Sigmund Freud’s desk

Psychoanalytic ‘objects’ are of course about relationships. Objects are usually persons, parts of persons, or symbols of them. This project – a week’s residency and a week’s response time – culminates in this online exhibition of the work by 18 postgraduate artists studying MA Sculpture. In it we consider objects in the widest interdisciplinary use of the term.

 

The opportunity to consider the relations between home space and work space, between objects present and objects on screen, in collaboration with the Freud Museum has been a delight.
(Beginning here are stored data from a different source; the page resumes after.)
use chrono::Utc;
use hermes_core::Timestamp;
use hermes_ports::Clock;
use std::sync::Arc;

/// Wall-clock time, used by the running bridge
#[derive(Debug, Default, Clone, Copy)]
pub struct SystemClock;

impl SystemClock {
    pub fn new() -> Self {
        Self
    }

    /// Shared handle, the form most components take a clock in
    pub fn shared() -> Arc<dyn Clock> {
        Arc::new(Self)
    }
}

impl Clock for SystemClock {
    fn now(&self) -> Timestamp {
        Utc::now()
    }

    fn name(&self) -> &str {
        "SystemClock"
    }
}

#[cfg(test)]
mod tests {
    use super::*;

    #[test]
    fn test_system_clock_tracks_wall_time() {
        let clock = SystemClock::shared();
        let before = Utc::now();
        let seen = clock.now();
        let after = Utc::now();

        assert!(before <= seen && seen <= after);
        assert_eq!(clock.name(), "SystemClock");
    }
}
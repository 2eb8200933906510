use serde::{Deserialize, Serialize};

/// Order direction (Buy or Sell)
#[derive(Debug, Clone, Copy, PartialEq, Eq, Hash, Serialize, Deserialize)]
#[serde(rename_all = "lowercase")]
pub enum Side {
    Buy,
    Sell,
}

impl Side {
    /// Returns the opposite side
    pub fn opposite(&self) -> Self {
        match self {
            Side::Buy => Side::Sell,
            Side::Sell => Side::Buy,
        }
    }

    pub fn as_str(&self) -> &'static str {
        match self {
            Side::Buy => "buy",
            Side::Sell => "sell",
        }
    }
}

impl std::fmt::Display for Side {
    fn fmt(&self, f: &mut std::fmt::Formatter<'_>) -> std::fmt::Result {
        f.write_str(self.as_str())
    }
}

impl std::str::FromStr for Side {
    type Err = String;

    fn from_str(s: &str) -> Result<Self, Self::Err> {
        match s.trim().to_ascii_lowercase().as_str() {
            "buy" => Ok(Side::Buy),
            "sell" => Ok(Side::Sell),
            other => Err(format!("unknown side: {other}")),
        }
    }
}
//! Bridge configuration
//!
//! JSON file with every key optional. Looked up in `./config.json`, then
//! `~/.hermes/config.json`; when neither exists the defaults apply.

use std::path::{Path, PathBuf};
use std::time::Duration;

use hermes_gateway::{ChannelRole, ConnectionConfig, HeartbeatConfig};
use log::{info, warn};
use rust_decimal::Decimal;
use serde::{Deserialize, Serialize};

use crate::error::{Result, RunnerError};

pub const CONFIG_FILE_NAME: &str = "config.json";
pub const CONFIG_DIR_NAME: &str = ".hermes";

/// Floor for the liveness sampling period
const MIN_HEARTBEAT_INTERVAL: Duration = Duration::from_millis(100);

/// Root configuration of the bridge
#[derive(Debug, Clone, PartialEq, Serialize, Deserialize)]
pub struct BridgeConfig {
    /// Duplex command pipe
    #[serde(default = "default_pipe_name")]
    pub pipe_name: String,
    /// Event pipe the platform writes to
    #[serde(default = "default_inbound_pipe")]
    pub inbound_pipe: String,
    /// Event pipe the platform reads orders from
    #[serde(default = "default_outbound_pipe")]
    pub outbound_pipe: String,
    /// Seconds between reconnect attempts; fractions allowed on every
    /// seconds field
    #[serde(default = "default_retry_interval")]
    pub retry_interval: f64,
    #[serde(default = "default_max_retries")]
    pub max_retries: u32,
    #[serde(default = "default_log_level")]
    pub log_level: String,
    /// `null` logs to stderr only
    #[serde(default = "default_log_file")]
    pub log_file: Option<String>,
    #[serde(default = "default_order_size")]
    pub default_order_size: Decimal,
    #[serde(default = "default_algo_range")]
    pub default_algo_range: Decimal,
    /// Seconds between automatic refreshes, 0 disables
    #[serde(default = "default_data_refresh_interval")]
    pub data_refresh_interval: f64,
    #[serde(default = "default_heartbeat_interval")]
    pub heartbeat_interval: f64,
    /// Seconds of silence before the event link counts as dead
    #[serde(default = "default_liveness_threshold")]
    pub liveness_threshold: f64,
    /// Seconds to wait for the platform to attach, 0 waits forever
    #[serde(default = "default_connect_timeout")]
    pub connect_timeout: f64,
    /// Seconds to wait for a command response, 0 waits forever
    #[serde(default = "default_request_timeout")]
    pub request_timeout: f64,
}

impl Default for BridgeConfig {
    fn default() -> Self {
        BridgeConfig {
            pipe_name: default_pipe_name(),
            inbound_pipe: default_inbound_pipe(),
            outbound_pipe: default_outbound_pipe(),
            retry_interval: default_retry_interval(),
            max_retries: default_max_retries(),
            log_level: default_log_level(),
            log_file: default_log_file(),
            default_order_size: default_order_size(),
            default_algo_range: default_algo_range(),
            data_refresh_interval: default_data_refresh_interval(),
            heartbeat_interval: default_heartbeat_interval(),
            liveness_threshold: default_liveness_threshold(),
            connect_timeout: default_connect_timeout(),
            request_timeout: default_request_timeout(),
        }
    }
}

/// Where a loaded configuration came from
#[derive(Debug, Clone, PartialEq, Eq)]
pub enum ConfigSource {
    File(PathBuf),
    Defaults,
}

#[derive(Debug, Clone)]
pub struct LoadedConfig {
    pub config: BridgeConfig,
    pub source: ConfigSource,
}

impl LoadedConfig {
    /// Path `save` writes back to
    pub fn path(&self) -> PathBuf {
        match &self.source {
            ConfigSource::File(path) => path.clone(),
            ConfigSource::Defaults => PathBuf::from(CONFIG_FILE_NAME),
        }
    }

    pub fn source_description(&self) -> String {
        match &self.source {
            ConfigSource::File(path) => format!("Configuration loaded from {}", path.display()),
            ConfigSource::Defaults => "Config file not found, using defaults".to_string(),
        }
    }

    /// Report where the configuration came from; call once logging is up
    pub fn log_source(&self) {
        match self.source {
            ConfigSource::File(_) => info!("{}", self.source_description()),
            ConfigSource::Defaults => warn!("{}", self.source_description()),
        }
    }
}

impl BridgeConfig {
    /// Load an explicit file, or search the standard locations
    pub fn load(explicit: Option<&Path>) -> Result<LoadedConfig> {
        match explicit {
            Some(path) => Ok(LoadedConfig {
                config: Self::from_file(path)?,
                source: ConfigSource::File(path.to_path_buf()),
            }),
            None => Self::search(&candidate_paths()),
        }
    }

    /// First existing candidate wins; none existing means defaults
    pub fn search(candidates: &[PathBuf]) -> Result<LoadedConfig> {
        for path in candidates {
            if path.is_file() {
                return Ok(LoadedConfig {
                    config: Self::from_file(path)?,
                    source: ConfigSource::File(path.clone()),
                });
            }
        }
        Ok(LoadedConfig {
            config: Self::default(),
            source: ConfigSource::Defaults,
        })
    }

    pub fn from_file(path: impl AsRef<Path>) -> Result<Self> {
        let path = path.as_ref();
        let content = std::fs::read_to_string(path).map_err(|e| RunnerError::ConfigIo {
            path: path.display().to_string(),
            reason: e.to_string(),
        })?;
        Self::from_json(&content).map_err(|reason| RunnerError::ConfigParse {
            path: path.display().to_string(),
            reason,
        })
    }

    pub fn from_json(json: &str) -> std::result::Result<Self, String> {
        serde_json::from_str(json).map_err(|e| e.to_string())
    }

    /// Write pretty JSON, creating parent directories
    pub fn save(&self, path: impl AsRef<Path>) -> Result<()> {
        let path = path.as_ref();
        let save_error = |reason: String| RunnerError::ConfigSave {
            path: path.display().to_string(),
            reason,
        };

        if let Some(parent) = path.parent().filter(|p| !p.as_os_str().is_empty()) {
            std::fs::create_dir_all(parent).map_err(|e| save_error(e.to_string()))?;
        }
        let json = serde_json::to_string_pretty(self).map_err(|e| save_error(e.to_string()))?;
        std::fs::write(path, json).map_err(|e| save_error(e.to_string()))?;
        info!("Configuration saved to {}", path.display());
        Ok(())
    }

    pub fn retry_interval(&self) -> Duration {
        seconds(self.retry_interval)
    }

    /// `None` when auto-refresh is disabled
    pub fn refresh_interval(&self) -> Option<Duration> {
        seconds_or_none(self.data_refresh_interval)
    }

    pub fn connect_timeout(&self) -> Option<Duration> {
        seconds_or_none(self.connect_timeout)
    }

    pub fn request_timeout(&self) -> Option<Duration> {
        seconds_or_none(self.request_timeout)
    }

    /// Settings for the command pipe
    pub fn connection_config(&self) -> ConnectionConfig {
        ConnectionConfig::new(self.pipe_name.clone())
            .with_role(ChannelRole::Serve)
            .with_retry(self.retry_interval(), self.max_retries)
            .with_connect_timeout(self.connect_timeout())
            .with_request_timeout(self.request_timeout())
    }

    pub fn heartbeat_config(&self) -> HeartbeatConfig {
        HeartbeatConfig {
            interval: seconds(self.heartbeat_interval).max(MIN_HEARTBEAT_INTERVAL),
            threshold: seconds(self.liveness_threshold),
        }
    }
}

/// `./config.json`, then `~/.hermes/config.json`
pub fn candidate_paths() -> Vec<PathBuf> {
    let mut paths = vec![PathBuf::from(CONFIG_FILE_NAME)];
    if let Some(home) = home_dir() {
        paths.push(home.join(CONFIG_DIR_NAME).join(CONFIG_FILE_NAME));
    }
    paths
}

fn home_dir() -> Option<PathBuf> {
    std::env::var_os("HOME")
        .or_else(|| std::env::var_os("USERPROFILE"))
        .filter(|home| !home.is_empty())
        .map(PathBuf::from)
}

/// Negative, NaN or out-of-range values count as zero
fn seconds(secs: f64) -> Duration {
    Duration::try_from_secs_f64(secs).unwrap_or(Duration::ZERO)
}

fn seconds_or_none(secs: f64) -> Option<Duration> {
    Some(seconds(secs)).filter(|duration| !duration.is_zero())
}

// Default value functions for serde
#[cfg(windows)]
fn default_pipe_name() -> String {
    r"\\.\pipe\mql5_python_pipe".to_string()
}

#[cfg(windows)]
fn default_inbound_pipe() -> String {
    r"\\.\pipe\mt5_to_python".to_string()
}

#[cfg(windows)]
fn default_outbound_pipe() -> String {
    r"\\.\pipe\python_to_mt5".to_string()
}

#[cfg(not(windows))]
fn default_pipe_name() -> String {
    "/tmp/mql5_python_pipe".to_string()
}

#[cfg(not(windows))]
fn default_inbound_pipe() -> String {
    "/tmp/mt5_to_python".to_string()
}

#[cfg(not(windows))]
fn default_outbound_pipe() -> String {
    "/tmp/python_to_mt5".to_string()
}

fn default_retry_interval() -> f64 {
    5.0
}

fn default_max_retries() -> u32 {
    3
}

fn default_log_level() -> String {
    "INFO".to_string()
}

fn default_log_file() -> Option<String> {
    Some("hermes.log".to_string())
}

fn default_order_size() -> Decimal {
    Decimal::new(1, 2)
}

fn default_algo_range() -> Decimal {
    Decimal::from(10)
}

fn default_data_refresh_interval() -> f64 {
    10.0
}

fn default_heartbeat_interval() -> f64 {
    5.0
}

fn default_liveness_threshold() -> f64 {
    30.0
}

fn default_connect_timeout() -> f64 {
    30.0
}

fn default_request_timeout() -> f64 {
    10.0
}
It comes while we are embedded in our own domestic spaces, which has had an intensity over the last 12 months like never before. The way that objects and spaces profoundly connect with us via screens is reflected in the psychic plasticity of Freud’s work on dreams. In combination with his avid collecting of material objects and antiquities (and their on-screen digitization), this has been fertile territory for our18 artists.

 

The work in this online exhibition, made as a response to our access to the museum, is resonant and timely.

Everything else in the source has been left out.